Learners at all levels of training benefit from receiving high quality feedback that promotes professional growth. Junior internal medicine residents receive foundational training in delivering feedback during their transition to senior resident didactics, as well as through their lived experiences receiving feedback. Despite this foundational curriculum, there remains room for curricula related to delivering nuanced feedback for challenging scenarios. Senior residents have a unique role within hospital teams, acting as both supervisors as well as learners. Senior residents have central roles in coaching medical students and interns along their growth trajectory. Additionally, senior residents are in a position where they can offer feedback to the attending physician who supervises the medical team. Gaining skills to be able to effectively deliver nuanced feedback to both learners and supervisors is an important skill for senior residents to have.
11:30am: Greg Crowther, PhD
Additional Author(s): Joel A. Michael, Professor Emeritus, Dept. of Molecular Biophysics and Physiology, Rush Medical College, Chicago IL
What was the specific educational challenge you faced?
Teachers of every discipline, and at every educational level, have a common problem. They must communicate to their students what it is that the students must master to be successful in the course.
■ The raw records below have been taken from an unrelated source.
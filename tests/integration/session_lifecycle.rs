//! Lifecycle of a voice session against fake devices and a fake agent.

use crate::helpers::{
    capabilities, drain_events, eventually, fixture, pcm, statuses, wait_for_status,
};
use care_voice::audio::device::UnitId;
use care_voice::pipeline::messages::{Speaker, TranscriptFragment};
use care_voice::transport::TransportEvent;
use care_voice::{EndReason, HandlerCell, RuntimeEvent, SessionError, StartRequest, Status};
use std::sync::atomic::Ordering;

fn request(role: &str) -> StartRequest {
    StartRequest::new(role, capabilities())
}

// ─── Start ────────────────────────────────────────────────────────────────────

#[tokio::test]
async fn mic_denied_stays_idle_and_never_connects() {
    let fx = fixture(HandlerCell::unbound());
    fx.devices.deny_mic.store(true, Ordering::SeqCst);
    let mut events = fx.session.subscribe_events();

    let result = fx.session.start(request("PATIENT")).await;

    assert!(matches!(result, Err(SessionError::Acquisition(_))));
    assert_eq!(fx.session.status(), Status::Idle);
    assert!(!fx.session.is_active());
    assert_eq!(fx.connector.opens(), 0, "no transport may be opened");
    assert_eq!(fx.devices.log().output_opens, 0);
    assert!(drain_events(&mut events).is_empty());
}

#[tokio::test]
async fn mic_stream_failure_never_connects() {
    let fx = fixture(HandlerCell::unbound());
    fx.devices.deny_stream.store(true, Ordering::SeqCst);
    let mut events = fx.session.subscribe_events();

    let result = fx.session.start(request("PATIENT")).await;

    assert!(matches!(result, Err(SessionError::Acquisition(_))));
    assert_eq!(fx.session.status(), Status::Idle);
    assert!(!fx.session.is_active());
    assert_eq!(fx.connector.opens(), 0, "no transport may be opened");
    let log = fx.devices.log();
    assert_eq!(log.input_opens, 1);
    assert_eq!(log.input_stops, 1, "microphone released");
    assert_eq!(log.output_opens, log.output_closes, "output released");
    assert!(drain_events(&mut events).is_empty());
}

#[tokio::test]
async fn output_failure_releases_the_microphone() {
    let fx = fixture(HandlerCell::unbound());
    fx.devices.fail_output.store(true, Ordering::SeqCst);

    let result = fx.session.start(request("PATIENT")).await;

    assert!(matches!(result, Err(SessionError::Acquisition(_))));
    let log = fx.devices.log();
    assert_eq!(log.input_opens, 1);
    assert_eq!(log.input_stops, 1);
    assert_eq!(fx.connector.opens(), 0);
    assert_eq!(fx.session.status(), Status::Idle);
}

#[tokio::test]
async fn transport_failure_releases_audio_devices() {
    let fx = fixture(HandlerCell::unbound());
    fx.connector.fail.store(true, Ordering::SeqCst);

    let result = fx.session.start(request("PATIENT")).await;

    assert!(matches!(result, Err(SessionError::Transport(_))));
    let log = fx.devices.log();
    assert_eq!(log.input_stops, 1);
    assert_eq!(log.output_closes, 1);
    assert_eq!(fx.session.status(), Status::Idle);
    assert!(!fx.session.is_active());
}

#[tokio::test]
async fn start_opens_listening_session_with_role_and_default_voice() {
    let fx = fixture(HandlerCell::unbound());

    let info = fx.session.start(request("NURSE")).await.unwrap();

    assert_eq!(fx.session.status(), Status::Listening);
    assert_eq!(info.voice, "Zephyr");
    assert_eq!(info.role, "NURSE");
    assert_eq!(fx.session.session_info(), Some(info));

    let setups = fx.connector.setups();
    assert_eq!(setups.len(), 1);
    assert_eq!(setups[0].voice, "Zephyr");
    assert_eq!(
        setups[0].instructions,
        "Help coordinate care. Current role: NURSE."
    );

    fx.session.stop().await;
}

#[tokio::test]
async fn requested_voice_overrides_default() {
    let fx = fixture(HandlerCell::unbound());
    let info = fx
        .session
        .start(request("DOCTOR").with_voice("Kore"))
        .await
        .unwrap();
    assert_eq!(info.voice, "Kore");
    assert_eq!(fx.connector.setups()[0].voice, "Kore");
    fx.session.stop().await;
}

#[tokio::test]
async fn second_start_is_rejected_while_active() {
    let fx = fixture(HandlerCell::unbound());
    fx.session.start(request("PATIENT")).await.unwrap();

    let second = fx.session.start(request("PATIENT")).await;

    assert!(matches!(second, Err(SessionError::AlreadyActive)));
    assert_eq!(fx.connector.opens(), 1);
    assert_eq!(fx.devices.log().input_opens, 1);
    fx.session.stop().await;
}

#[tokio::test]
async fn stop_during_pending_start_abandons_it() {
    let fx = fixture(HandlerCell::unbound());
    fx.connector.stall.store(true, Ordering::SeqCst);
    let mut events = fx.session.subscribe_events();

    let (started, ()) = tokio::join!(fx.session.start(request("PATIENT")), async {
        eventually("connect attempted", || fx.connector.opens() == 1).await;
        fx.session.stop().await;
    });

    assert!(matches!(started, Err(SessionError::StartCancelled)));
    assert_eq!(fx.session.status(), Status::Idle);
    assert!(!fx.session.is_active());
    let log = fx.devices.log();
    assert_eq!(log.input_stops, 1);
    assert_eq!(log.output_closes, 1);
    assert!(drain_events(&mut events).is_empty(), "session never went live");

    // The handle is usable again.
    fx.connector.stall.store(false, Ordering::SeqCst);
    fx.session.start(request("PATIENT")).await.unwrap();
    assert_eq!(fx.session.status(), Status::Listening);
    fx.session.stop().await;
}

// ─── Capture ──────────────────────────────────────────────────────────────────

#[tokio::test]
async fn microphone_blocks_reach_the_agent_as_16k_chunks() {
    let fx = fixture(HandlerCell::unbound());
    fx.session.start(request("PATIENT")).await.unwrap();
    let mut remote = fx.connector.take_remote();

    fx.devices.push_frames(&[0.25; 300]);
    assert!(remote.peer.audio_rx.try_recv().is_err(), "partial block held back");

    fx.devices.push_frames(&[0.25; 300]);
    let chunk = remote.peer.audio_rx.try_recv().unwrap();
    assert_eq!(chunk.sample_rate, 16_000);
    assert_eq!(chunk.sample_count, 160);
    assert_eq!(chunk.mime_type(), "audio/pcm;rate=16000");

    fx.session.stop().await;
}

// ─── Playback and status ──────────────────────────────────────────────────────

#[tokio::test]
async fn agent_audio_plays_gaplessly_and_drives_status() {
    let fx = fixture(HandlerCell::unbound());
    let mut events = fx.session.subscribe_events();
    let mut status = fx.session.watch_status();
    fx.session.start(request("PATIENT")).await.unwrap();
    let remote = fx.connector.take_remote();

    fx.devices.set_clock(1.0);
    remote.send(TransportEvent::AudioReceived(pcm(2400)));
    remote.send(TransportEvent::AudioReceived(pcm(4800)));
    wait_for_status(&mut status, Status::Speaking).await;
    eventually("two buffers scheduled", || fx.devices.log().scheduled.len() == 2).await;

    let scheduled = fx.devices.log().scheduled;
    let (first, first_start, first_len) = scheduled[0];
    let (second, second_start, _) = scheduled[1];
    assert_eq!(first_start, 1.0);
    assert_eq!(first_len, 2400);
    assert!((second_start - (first_start + 0.1)).abs() < 1e-9);

    fx.devices.finish(first);
    fx.devices.finish(second);
    wait_for_status(&mut status, Status::Listening).await;

    assert_eq!(
        statuses(&drain_events(&mut events)),
        vec![Status::Listening, Status::Speaking, Status::Listening]
    );
    fx.session.stop().await;
}

#[tokio::test]
async fn interruption_flushes_queued_audio_immediately() {
    let fx = fixture(HandlerCell::unbound());
    let mut events = fx.session.subscribe_events();
    let mut status = fx.session.watch_status();
    fx.session.start(request("PATIENT")).await.unwrap();
    let remote = fx.connector.take_remote();

    remote.send(TransportEvent::AudioReceived(pcm(2400)));
    remote.send(TransportEvent::AudioReceived(pcm(2400)));
    remote.send(TransportEvent::Interrupted);
    wait_for_status(&mut status, Status::Listening).await;
    eventually("both units stopped", || fx.devices.log().stopped.len() == 2).await;

    let mut stopped = fx.devices.log().stopped;
    stopped.sort();
    assert_eq!(stopped, vec![UnitId(0), UnitId(1)]);
    assert!(
        drain_events(&mut events).contains(&RuntimeEvent::Interrupted { flushed: 2 })
    );

    // A late completion for a flushed unit changes nothing.
    fx.devices.finish(UnitId(0));

    // Fresh audio starts at the clock, not after the discarded buffers.
    fx.devices.set_clock(0.05);
    remote.send(TransportEvent::AudioReceived(pcm(2400)));
    wait_for_status(&mut status, Status::Speaking).await;
    eventually("third buffer scheduled", || fx.devices.log().scheduled.len() == 3).await;
    assert_eq!(fx.devices.log().scheduled[2].1, 0.05);

    fx.session.stop().await;
}

#[tokio::test]
async fn malformed_audio_is_dropped_without_status_change() {
    let fx = fixture(HandlerCell::unbound());
    let mut status = fx.session.watch_status();
    fx.session.start(request("PATIENT")).await.unwrap();
    let remote = fx.connector.take_remote();

    remote.send(TransportEvent::AudioReceived(vec![1, 2, 3]));
    remote.send(TransportEvent::AudioReceived(pcm(240)));
    wait_for_status(&mut status, Status::Speaking).await;

    let scheduled = fx.devices.log().scheduled;
    assert_eq!(scheduled.len(), 1);
    assert_eq!(scheduled[0].2, 240);
    assert!(fx.session.is_active());

    fx.session.stop().await;
}

// ─── Transcript ───────────────────────────────────────────────────────────────

#[tokio::test]
async fn transcript_accumulates_and_resets_on_next_start() {
    let fx = fixture(HandlerCell::unbound());
    let mut transcript = fx.session.watch_transcript();
    fx.session.start(request("PATIENT")).await.unwrap();
    let remote = fx.connector.take_remote();

    for (speaker, text) in [
        (Speaker::User, "Check on "),
        (Speaker::Agent, "Looking that up."),
        (Speaker::User, "Maria Lopez"),
    ] {
        remote.send(TransportEvent::Transcript(TranscriptFragment {
            speaker,
            text: text.into(),
        }));
    }
    tokio::time::timeout(
        std::time::Duration::from_secs(2),
        transcript.wait_for(|t| t.user == "Check on Maria Lopez"),
    )
    .await
    .unwrap()
    .unwrap();
    assert_eq!(fx.session.transcript().agent, "Looking that up.");

    fx.session.stop().await;
    assert_eq!(fx.session.transcript().user, "Check on Maria Lopez");

    fx.session.start(request("PATIENT")).await.unwrap();
    assert!(fx.session.transcript().is_empty());
    fx.session.stop().await;
}

// ─── Teardown ─────────────────────────────────────────────────────────────────

#[tokio::test]
async fn stop_twice_releases_everything_once() {
    let fx = fixture(HandlerCell::unbound());
    let mut events = fx.session.subscribe_events();
    fx.session.start(request("PATIENT")).await.unwrap();
    let remote = fx.connector.take_remote();

    fx.session.stop().await;
    fx.session.stop().await;

    let log = fx.devices.log();
    assert_eq!(log.input_stops, 1);
    assert_eq!(log.output_closes, 1);
    assert!(remote.peer.cancel.is_cancelled(), "transport closed");
    assert_eq!(fx.session.status(), Status::Idle);
    assert!(!fx.session.is_active());

    let ended: Vec<_> = drain_events(&mut events)
        .into_iter()
        .filter(|e| matches!(e, RuntimeEvent::SessionEnded { .. }))
        .collect();
    assert_eq!(
        ended,
        vec![RuntimeEvent::SessionEnded {
            reason: EndReason::Stopped
        }]
    );
}

#[tokio::test]
async fn transport_close_tears_down_and_later_stop_is_a_no_op() {
    let fx = fixture(HandlerCell::unbound());
    let mut events = fx.session.subscribe_events();
    let mut status = fx.session.watch_status();
    fx.session.start(request("PATIENT")).await.unwrap();
    let remote = fx.connector.take_remote();

    remote.send(TransportEvent::AudioReceived(pcm(2400)));
    remote.send(TransportEvent::Closed);
    wait_for_status(&mut status, Status::Idle).await;
    eventually("session slot cleared", || !fx.session.is_active()).await;

    fx.session.stop().await;

    let log = fx.devices.log();
    assert_eq!(log.input_stops, 1);
    assert_eq!(log.output_closes, 1);
    assert_eq!(log.stopped, vec![UnitId(0)], "queued audio discarded");
    assert!(drain_events(&mut events).contains(&RuntimeEvent::SessionEnded {
        reason: EndReason::TransportClosed
    }));

    // The handle is reusable after a transport failure.
    fx.session.start(request("PATIENT")).await.unwrap();
    assert_eq!(fx.connector.opens(), 2);
    fx.session.stop().await;
}

#[tokio::test]
async fn transport_error_ends_session_with_cause() {
    let fx = fixture(HandlerCell::unbound());
    let mut events = fx.session.subscribe_events();
    let mut status = fx.session.watch_status();
    fx.session.start(request("PATIENT")).await.unwrap();
    let remote = fx.connector.take_remote();

    remote.send(TransportEvent::Error("socket reset".into()));
    wait_for_status(&mut status, Status::Idle).await;
    eventually("session slot cleared", || !fx.session.is_active()).await;

    assert!(drain_events(&mut events).contains(&RuntimeEvent::SessionEnded {
        reason: EndReason::TransportError("socket reset".into())
    }));
}
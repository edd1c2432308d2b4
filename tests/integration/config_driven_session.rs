//! Host-loaded configuration flowing into a session.

use crate::helpers::{FakeConnector, FakeDevices, capabilities};
use care_voice::audio::device::AudioDevices;
use care_voice::tools::ToolCall;
use care_voice::transport::{Connector, TransportEvent};
use care_voice::{HandlerCell, SessionConfig, StartRequest, VoiceSession};
use std::sync::Arc;

#[tokio::test]
async fn persona_and_dispatch_text_come_from_the_config_file() {
    let dir = tempfile::tempdir().unwrap();
    let path = dir.path().join("config.toml");
    std::fs::write(
        &path,
        r#"
        [persona]
        voice_name = "Aoede"

        [dispatch]
        default_result = "Done."
        "#,
    )
    .unwrap();
    let config = SessionConfig::from_file(&path).unwrap();

    let devices = Arc::new(FakeDevices::default());
    let connector = Arc::new(FakeConnector::default());
    let session = VoiceSession::new(
        config,
        devices as Arc<dyn AudioDevices>,
        Arc::clone(&connector) as Arc<dyn Connector>,
        HandlerCell::unbound(),
    );

    let info = session
        .start(StartRequest::new("DRIVER", capabilities()))
        .await
        .unwrap();
    assert_eq!(info.voice, "Aoede");
    assert_eq!(connector.setups()[0].voice, "Aoede");

    let mut remote = connector.take_remote();
    remote.send(TransportEvent::ToolCallReceived(vec![ToolCall {
        id: "r1".into(),
        name: "navigate".into(),
        args: Default::default(),
    }]));
    assert_eq!(remote.tool_results().await[0].result, "Done.");

    session.stop().await;
}

#[test]
fn saved_config_survives_a_round_trip() {
    let dir = tempfile::tempdir().unwrap();
    let path = dir.path().join("care-voice").join("config.toml");

    let mut config = SessionConfig::default();
    config.transport.api_key_env = "CLEARWATER_LIVE_KEY".into();
    config.audio.input_device = Some("USB Headset".into());
    config.save_to_file(&path).unwrap();

    let loaded = SessionConfig::from_file(&path).unwrap();
    assert_eq!(loaded.transport.api_key_env, "CLEARWATER_LIVE_KEY");
    assert_eq!(loaded.audio.input_device.as_deref(), Some("USB Headset"));
    assert_eq!(loaded.audio.capture_block_size, 4096);
}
It is essential, then, that students understand the learning objectives and their relationship to the exams they must take. Over the years GJC became dissatisfied with the response of his undergraduate anatomy and physiology (A&P) students to his exams. Students were told that test questions would be “mutated” versions of previously seen questions, yet some students were still surprised and baffled by the tests. These difficulties may have arisen from students’ perceptions that the ultimate goal of A&P classes is memorizing facts, rather than learning to apply those facts. Thus, there seemed to be a need for a teaching and testing framework that would help students better achieve the general goal of understanding anatomy and physiology.
11:40am: Sarah Murphy, MD
Additional Author(s): Kathy Young, MD
What was the specific educational challenge you faced?
In Alaska, we have limited clinical and anatomy lab capacity due to COVID restrictions in the 2021 Musculoskeletal (MSK) Blocks & Foundations of Clinical Medicine (FCM) blocks. In previous years, we had all 20 Alaska first-year students in the anatomy lab at one time for the MSK block anatomy teaching, and we had all 20 in the clinical rooms at once for the FCM musculoskeletal physical exam (PE) skills sessions. We are limited this year by COVID-19 room capacity restrictions with a fixed amount of time to teach the same content. In previous years, all the FCM musculoskeletal physical exam skills were taught on a clinical day that coincided with the two week MSK block. As a result, some of the MSK block anatomy had not been covered prior to the clinical examination teaching. Learning the musculoskeletal physical exam without a knowledge or understanding of the underlying anatomy is challenging to the teacher and learner alike. Given the restrictions forced on us by COVID, we reorganized the schedule. Cohorts of students will rotate first through the anatomy lab and then to a physical examination teaching session directly related to the anatomy just taught. We hope this will simultaneously reinforce knowledge and skills from both components of the curriculum. We also hope that there will be better long-term retention of the anatomy and PE skills, and better integration of the clinical principles underlying MSK medicine.